**WHAT IS EXPECTED:**
Repeat exactly, and only, the lines below starting at the line that contains "filename src/workouts/session.rs" and ending at the line that contains "pub fn start(settings: &MetricsSettings)", inclusive of both.

**RECORDS FOR PROCESSING:**
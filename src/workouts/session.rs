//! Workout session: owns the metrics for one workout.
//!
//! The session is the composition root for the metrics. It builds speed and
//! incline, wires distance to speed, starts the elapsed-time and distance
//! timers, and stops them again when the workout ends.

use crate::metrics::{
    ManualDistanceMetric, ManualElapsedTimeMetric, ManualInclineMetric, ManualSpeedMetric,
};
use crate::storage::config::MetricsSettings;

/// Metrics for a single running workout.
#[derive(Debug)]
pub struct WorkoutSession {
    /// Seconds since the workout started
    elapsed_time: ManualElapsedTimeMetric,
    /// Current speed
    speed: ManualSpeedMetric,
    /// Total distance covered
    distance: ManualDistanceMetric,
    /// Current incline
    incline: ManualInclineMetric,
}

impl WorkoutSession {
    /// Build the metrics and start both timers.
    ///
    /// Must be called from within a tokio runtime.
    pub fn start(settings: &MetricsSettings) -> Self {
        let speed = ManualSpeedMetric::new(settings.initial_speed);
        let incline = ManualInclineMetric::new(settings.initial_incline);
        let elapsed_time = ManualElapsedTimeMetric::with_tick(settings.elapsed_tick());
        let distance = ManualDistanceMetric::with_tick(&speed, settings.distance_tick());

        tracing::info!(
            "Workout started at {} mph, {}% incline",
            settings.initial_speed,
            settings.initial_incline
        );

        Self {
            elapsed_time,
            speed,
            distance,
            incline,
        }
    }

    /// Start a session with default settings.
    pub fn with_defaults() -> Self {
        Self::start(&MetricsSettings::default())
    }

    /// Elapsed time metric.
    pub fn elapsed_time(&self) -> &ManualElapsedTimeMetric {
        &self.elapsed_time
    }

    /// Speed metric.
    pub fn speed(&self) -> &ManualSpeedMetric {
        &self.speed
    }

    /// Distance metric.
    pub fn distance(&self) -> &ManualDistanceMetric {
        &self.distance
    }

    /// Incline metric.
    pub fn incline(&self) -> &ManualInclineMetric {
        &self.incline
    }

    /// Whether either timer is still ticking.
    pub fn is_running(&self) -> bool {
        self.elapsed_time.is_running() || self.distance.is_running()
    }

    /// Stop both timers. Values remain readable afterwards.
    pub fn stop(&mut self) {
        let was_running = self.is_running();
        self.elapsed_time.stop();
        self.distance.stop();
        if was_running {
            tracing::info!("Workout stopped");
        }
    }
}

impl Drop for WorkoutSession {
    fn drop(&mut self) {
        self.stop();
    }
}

...

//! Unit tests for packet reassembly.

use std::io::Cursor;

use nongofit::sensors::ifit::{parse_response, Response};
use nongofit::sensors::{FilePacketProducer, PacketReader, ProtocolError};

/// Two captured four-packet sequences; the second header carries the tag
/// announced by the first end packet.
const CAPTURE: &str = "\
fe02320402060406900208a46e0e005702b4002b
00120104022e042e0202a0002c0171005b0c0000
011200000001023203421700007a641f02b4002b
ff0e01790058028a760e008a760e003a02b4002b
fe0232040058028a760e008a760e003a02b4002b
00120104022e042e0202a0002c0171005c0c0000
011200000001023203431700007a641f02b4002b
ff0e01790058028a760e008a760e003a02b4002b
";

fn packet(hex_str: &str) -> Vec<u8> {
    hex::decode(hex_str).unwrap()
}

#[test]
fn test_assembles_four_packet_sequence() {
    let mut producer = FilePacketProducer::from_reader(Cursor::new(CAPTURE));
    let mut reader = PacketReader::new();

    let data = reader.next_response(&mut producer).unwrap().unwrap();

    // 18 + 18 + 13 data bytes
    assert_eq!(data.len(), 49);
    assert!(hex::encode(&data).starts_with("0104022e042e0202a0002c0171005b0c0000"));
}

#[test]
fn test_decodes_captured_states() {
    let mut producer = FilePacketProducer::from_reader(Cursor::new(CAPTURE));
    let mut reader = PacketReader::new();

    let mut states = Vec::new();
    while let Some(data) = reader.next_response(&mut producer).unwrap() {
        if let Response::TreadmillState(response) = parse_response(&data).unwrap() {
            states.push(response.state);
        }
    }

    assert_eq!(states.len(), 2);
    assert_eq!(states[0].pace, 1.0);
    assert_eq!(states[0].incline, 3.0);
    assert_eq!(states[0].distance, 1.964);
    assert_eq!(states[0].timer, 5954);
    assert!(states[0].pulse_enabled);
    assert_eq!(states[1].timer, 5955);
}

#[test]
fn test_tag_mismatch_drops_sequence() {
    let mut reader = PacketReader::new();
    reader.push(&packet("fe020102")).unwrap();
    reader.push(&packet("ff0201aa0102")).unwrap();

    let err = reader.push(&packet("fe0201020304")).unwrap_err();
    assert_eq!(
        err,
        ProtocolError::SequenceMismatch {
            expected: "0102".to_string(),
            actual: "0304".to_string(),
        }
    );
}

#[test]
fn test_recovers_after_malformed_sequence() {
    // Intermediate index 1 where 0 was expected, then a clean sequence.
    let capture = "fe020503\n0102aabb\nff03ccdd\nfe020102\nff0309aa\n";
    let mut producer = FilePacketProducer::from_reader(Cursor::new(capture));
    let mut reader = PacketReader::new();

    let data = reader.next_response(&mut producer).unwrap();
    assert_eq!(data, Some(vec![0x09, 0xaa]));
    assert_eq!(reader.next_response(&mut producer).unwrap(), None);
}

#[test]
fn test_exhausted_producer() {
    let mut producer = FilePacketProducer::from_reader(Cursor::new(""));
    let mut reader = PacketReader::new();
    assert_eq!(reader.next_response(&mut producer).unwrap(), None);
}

**TASK RESULT:**
filename src/workouts/session.rs
//! Workout session: owns the metrics for one workout.
//!
//! The session is the composition root for the metrics. It builds speed and
//! incline, wires distance to speed, starts the elapsed-time and distance
//! timers, and stops them again when the workout ends.

use crate::metrics::{
    ManualDistanceMetric, ManualElapsedTimeMetric, ManualInclineMetric, ManualSpeedMetric,
};
use crate::storage::config::MetricsSettings;

/// Metrics for a single running workout.
#[derive(Debug)]
pub struct WorkoutSession {
    /// Seconds since the workout started
    elapsed_time: ManualElapsedTimeMetric,
    /// Current speed
    speed: ManualSpeedMetric,
    /// Total distance covered
    distance: ManualDistanceMetric,
    /// Current incline
    incline: ManualInclineMetric,
}

impl WorkoutSession {
    /// Build the metrics and start both timers.
    ///
    /// Must be called from within a tokio runtime.
    pub fn start(settings: &MetricsSettings) -> Self {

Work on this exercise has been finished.